> _EXERCISE BRIEF_:
Reproduce the records that follow exactly as they are written.

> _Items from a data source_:
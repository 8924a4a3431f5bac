//! IP packet parsing and construction.
//!
//! Parses inbound IPv4/IPv6 packets down to the TCP or UDP header and builds
//! the packets the protocol handlers send back to the client.

use std::net::{IpAddr, Ipv4Addr, Ipv6Addr, SocketAddr};
use std::sync::atomic::{AtomicU16, Ordering};

use crate::error::{Error, ProtocolError, Result};

pub const TCP_FIN: u8 = 0x01;
pub const TCP_SYN: u8 = 0x02;
pub const TCP_RST: u8 = 0x04;
pub const TCP_PSH: u8 = 0x08;
pub const TCP_ACK: u8 = 0x10;

const IPV4_HEADER_LEN: usize = 20;
const IPV6_HEADER_LEN: usize = 40;
const TCP_HEADER_LEN: usize = 20;
const UDP_HEADER_LEN: usize = 8;
const DEFAULT_TTL: u8 = 64;

static NEXT_IP_ID: AtomicU16 = AtomicU16::new(1);

/// IP version.
#[derive(Debug, Clone, Copy, PartialEq, Eq, Hash)]
pub enum IpVersion {
    V4,
    V6,
}

/// Transport layer protocol.
#[derive(Debug, Clone, Copy, PartialEq, Eq, Hash)]
pub enum TransportProtocol {
    Tcp,
    Udp,
    Icmp,
    Icmpv6,
    Other(u8),
}

impl TransportProtocol {
    /// Get the IP protocol number.
    pub fn protocol_number(&self) -> u8 {
        match self {
            TransportProtocol::Tcp => 6,
            TransportProtocol::Udp => 17,
            TransportProtocol::Icmp => 1,
            TransportProtocol::Icmpv6 => 58,
            TransportProtocol::Other(n) => *n,
        }
    }

    /// Create from IP protocol number.
    pub fn from_protocol_number(n: u8) -> Self {
        match n {
            6 => TransportProtocol::Tcp,
            17 => TransportProtocol::Udp,
            1 => TransportProtocol::Icmp,
            58 => TransportProtocol::Icmpv6,
            _ => TransportProtocol::Other(n),
        }
    }
}

/// 5-tuple flow identifier.
#[derive(Debug, Clone, Copy, PartialEq, Eq, Hash)]
pub struct FlowTuple {
    /// Source IP address.
    pub src_addr: IpAddr,
    /// Destination IP address.
    pub dst_addr: IpAddr,
    /// Source port.
    pub src_port: u16,
    /// Destination port.
    pub dst_port: u16,
    /// Transport protocol.
    pub protocol: TransportProtocol,
}

impl FlowTuple {
    pub fn src(&self) -> SocketAddr {
        SocketAddr::new(self.src_addr, self.src_port)
    }

    pub fn dst(&self) -> SocketAddr {
        SocketAddr::new(self.dst_addr, self.dst_port)
    }

    /// Get the reverse flow (swap src/dst).
    pub fn reverse(&self) -> Self {
        Self {
            src_addr: self.dst_addr,
            dst_addr: self.src_addr,
            src_port: self.dst_port,
            dst_port: self.src_port,
            protocol: self.protocol,
        }
    }
}
//! # Tunnelgate
//!
//! Intercept and packet-routing engine for zero-trust tunnel clients.
//!
//! Tunnelgate sits between a host network interface and a tunnel backend.
//! Services register intercept rules (protocols, addresses, port ranges);
//! client traffic to a covered destination is terminated by an embedded IP
//! stack and turned into backend connections through a small callback API.
//!
//! ## Architecture
//!
//! ┌─────────────────────────────────────────────────────────────────┐
//! │                         Tunnel Backend                          │
//! │        dial · write · close · close_write · host callbacks      │
//! ├─────────────────────────────────────────────────────────────────┤
//! │                 Engine (single loop thread)                     │
//! │  ┌──────────────────┐  ┌──────────────┐  ┌──────────────────┐   │
//! │  │ InterceptRegistry│  │   IoTable    │  │  EngineHandle    │   │
//! │  │ (newest first)   │  │ (I/O ctx)    │  │  (cross-thread)  │   │
//! │  └──────────────────┘  └──────────────┘  └──────────────────┘   │
//! ├─────────────────────────────────────────────────────────────────┤
//! │             Embedded IP stack: TCP handler · UDP handler        │
//! ├─────────────────────────────────────────────────────────────────┤
//! │           Network interface driver (TUN device, routes)         │
//! └─────────────────────────────────────────────────────────────────┘

#![warn(clippy::all, clippy::pedantic, clippy::nursery)]
// Allow stylistic lints that don't affect correctness
#![allow(clippy::module_name_repetitions)]
#![allow(clippy::must_use_candidate)]
#![allow(clippy::missing_errors_doc)]
#![allow(clippy::missing_panics_doc)]
#![allow(clippy::missing_const_for_fn)]      // Many functions can't be const due to trait bounds
#![allow(clippy::doc_markdown)]              // ASCII diagrams in docs
#![allow(clippy::cast_possible_truncation)]  // Header fields are narrower than usize
#![allow(clippy::cast_possible_wrap)]        // Intentional for sequence arithmetic
#![allow(clippy::similar_names)]             // src/dst, seq/ack are intentionally named
#![allow(clippy::significant_drop_tightening)] // Lock ordering is intentional
#![allow(clippy::option_if_let_else)]        // More readable in context
#![allow(clippy::use_self)]                  // Explicit type names in matches
#![allow(clippy::redundant_pub_crate)]       // Explicit visibility
#![allow(clippy::cognitive_complexity)]      // Complex state machines
#![allow(clippy::too_many_lines)]            // Complete implementations
#![allow(clippy::future_not_send)]           // Engine loop is single-threaded
#![allow(clippy::match_same_arms)]           // Explicit arm per variant is clearer
#![allow(clippy::return_self_not_must_use)]  // Builder methods don't need must_use
#![allow(clippy::ignored_unit_patterns)]     // Ok(_) vs Ok(()) is stylistic

pub mod backend;
pub mod config;
pub mod engine;
pub mod error;
pub mod intercept;
pub mod netif;
pub mod stack;
pub mod types;

pub use config::Config;
pub use error::{Error, FatalError, Result};
pub use types::*;

/// Library version
pub const VERSION: &str = env!("CARGO_PKG_VERSION");

/// Build version: `git describe` output when built from a checkout, the
/// package version otherwise.
pub fn version() -> &'static str {
    option_env!("GIT_VERSION").unwrap_or(VERSION)
}

/// Build date as `YYYY-MM-DD`.
pub fn build_date() -> &'static str {
    option_env!("BUILD_DATE").unwrap_or("unknown")
}

/// Prelude module for convenient imports
pub mod prelude {
    pub use crate::backend::{
        CallbackOverrides, ConfigType, DialRequest, HostContext, IoContext, TunnelCallbacks, WriteAck,
    };
    pub use crate::config::{Config, EngineConfig};
    pub use crate::engine::{dispatch_default, Engine, EngineHandle, EngineThread, IpStats};
    pub use crate::error::{Error, FatalError, Result};
    pub use crate::intercept::{Intercept, InterceptAddress, PortRange};
    pub use crate::netif::{NetifDriver, PacketReader, PacketSink, TunConfig, TunDriver};
    pub use crate::types::*;
}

> _PROBLEM SOLUTION_:
repository 8924a4a3431f5bac
//! IP packet parsing and construction.
//!
//! Parses inbound IPv4/IPv6 packets down to the TCP or UDP header and builds
//! the packets the protocol handlers send back to the client.

use std::net::{IpAddr, Ipv4Addr, Ipv6Addr, SocketAddr};
use std::sync::atomic::{AtomicU16, Ordering};

use crate::error::{Error, ProtocolError, Result};

pub const TCP_FIN: u8 = 0x01;
pub const TCP_SYN: u8 = 0x02;
pub const TCP_RST: u8 = 0x04;
pub const TCP_PSH: u8 = 0x08;
pub const TCP_ACK: u8 = 0x10;

const IPV4_HEADER_LEN: usize = 20;
const IPV6_HEADER_LEN: usize = 40;
const TCP_HEADER_LEN: usize = 20;
const UDP_HEADER_LEN: usize = 8;
const DEFAULT_TTL: u8 = 64;

static NEXT_IP_ID: AtomicU16 = AtomicU16::new(1);

/// IP version.
#[derive(Debug, Clone, Copy, PartialEq, Eq, Hash)]
pub enum IpVersion {
    V4,
    V6,
}

/// Transport layer protocol.
#[derive(Debug, Clone, Copy, PartialEq, Eq, Hash)]
pub enum TransportProtocol {
    Tcp,
    Udp,
    Icmp,
    Icmpv6,
    Other(u8),
}

impl TransportProtocol {
    /// Get the IP protocol number.
    pub fn protocol_number(&self) -> u8 {
        match self {
            TransportProtocol::Tcp => 6,
            TransportProtocol::Udp => 17,
            TransportProtocol::Icmp => 1,
            TransportProtocol::Icmpv6 => 58,
            TransportProtocol::Other(n) => *n,
        }
    }

    /// Create from IP protocol number.
    pub fn from_protocol_number(n: u8) -> Self {
        match n {
            6 => TransportProtocol::Tcp,
            17 => TransportProtocol::Udp,
            1 => TransportProtocol::Icmp,
            58 => TransportProtocol::Icmpv6,
            _ => TransportProtocol::Other(n),
        }
    }
}

/// 5-tuple flow identifier.
#[derive(Debug, Clone, Copy, PartialEq, Eq, Hash)]
pub struct FlowTuple {
    /// Source IP address.
    pub src_addr: IpAddr,
    /// Destination IP address.
    pub dst_addr: IpAddr,
    /// Source port.
    pub src_port: u16,
    /// Destination port.
    pub dst_port: u16,
    /// Transport protocol.
    pub protocol: TransportProtocol,
}

impl FlowTuple {
    pub fn src(&self) -> SocketAddr {
        SocketAddr::new(self.src_addr, self.src_port)
    }

    pub fn dst(&self) -> SocketAddr {
        SocketAddr::new(self.dst_addr, self.dst_port)
    }

    /// Get the reverse flow (swap src/dst).
    pub fn reverse(&self) -> Self {
        Self {
            src_addr: self.dst_addr,
            dst_addr: self.src_addr,
            src_port: self.dst_port,
            dst_port: self.src_port,
            protocol: self.protocol,
        }
    }
}
//! # Tunnelgate
//!
//! Intercept and packet-routing engine for zero-trust tunnel clients.
//!
//! Tunnelgate sits between a host network interface and a tunnel backend.
//! Services register intercept rules (protocols, addresses, port ranges);
//! client traffic to a covered destination is terminated by an embedded IP
//! stack and turned into backend connections through a small callback API.
//!
//! ## Architecture
//!
//! ┌─────────────────────────────────────────────────────────────────┐
//! │                         Tunnel Backend                          │
//! │        dial · write · close · close_write · host callbacks      │
//! ├─────────────────────────────────────────────────────────────────┤
//! │                 Engine (single loop thread)                     │
//! │  ┌──────────────────┐  ┌──────────────┐  ┌──────────────────┐   │
//! │  │ InterceptRegistry│  │   IoTable    │  │  EngineHandle    │   │
//! │  │ (newest first)   │  │ (I/O ctx)    │  │  (cross-thread)  │   │
//! │  └──────────────────┘  └──────────────┘  └──────────────────┘   │
//! ├─────────────────────────────────────────────────────────────────┤
//! │             Embedded IP stack: TCP handler · UDP handler        │
//! ├─────────────────────────────────────────────────────────────────┤
//! │           Network interface driver (TUN device, routes)         │
//! └─────────────────────────────────────────────────────────────────┘

#![warn(clippy::all, clippy::pedantic, clippy::nursery)]
// Allow stylistic lints that don't affect correctness
#![allow(clippy::module_name_repetitions)]
#![allow(clippy::must_use_candidate)]
#![allow(clippy::missing_errors_doc)]
#![allow(clippy::missing_panics_doc)]
#![allow(clippy::missing_const_for_fn)]      // Many functions can't be const due to trait bounds
#![allow(clippy::doc_markdown)]              // ASCII diagrams in docs
#![allow(clippy::cast_possible_truncation)]  // Header fields are narrower than usize
#![allow(clippy::cast_possible_wrap)]        // Intentional for sequence arithmetic
#![allow(clippy::similar_names)]             // src/dst, seq/ack are intentionally named
#![allow(clippy::significant_drop_tightening)] // Lock ordering is intentional
#![allow(clippy::option_if_let_else)]        // More readable in context
#![allow(clippy::use_self)]                  // Explicit type names in matches
#![allow(clippy::redundant_pub_crate)]       // Explicit visibility
#![allow(clippy::cognitive_complexity)]      // Complex state machines
#![allow(clippy::too_many_lines)]            // Complete implementations
#![allow(clippy::future_not_send)]           // Engine loop is single-threaded
#![allow(clippy::match_same_arms)]           // Explicit arm per variant is clearer
#![allow(clippy::return_self_not_must_use)]  // Builder methods don't need must_use
#![allow(clippy::ignored_unit_patterns)]     // Ok(_) vs Ok(()) is stylistic

pub mod backend;
pub mod config;
pub mod engine;
pub mod error;
pub mod intercept;
pub mod netif;
pub mod stack;
pub mod types;

pub use config::Config;
pub use error::{Error, FatalError, Result};
pub use types::*;

/// Library version
pub const VERSION: &str = env!("CARGO_PKG_VERSION");

/// Build version: `git describe` output when built from a checkout, the
/// package version otherwise.
pub fn version() -> &'static str {
    option_env!("GIT_VERSION").unwrap_or(VERSION)
}

/// Build date as `YYYY-MM-DD`.
pub fn build_date() -> &'static str {
    option_env!("BUILD_DATE").unwrap_or("unknown")
}

/// Prelude module for convenient imports
pub mod prelude {
    pub use crate::backend::{
        CallbackOverrides, ConfigType, DialRequest, HostContext, IoContext, TunnelCallbacks, WriteAck,
    };
    pub use crate::config::{Config, EngineConfig};
    pub use crate::engine::{dispatch_default, Engine, EngineHandle, EngineThread, IpStats};
    pub use crate::error::{Error, FatalError, Result};
    pub use crate::intercept::{Intercept, InterceptAddress, PortRange};
    pub use crate::netif::{NetifDriver, PacketReader, PacketSink, TunConfig, TunDriver};
    pub use crate::types::*;
}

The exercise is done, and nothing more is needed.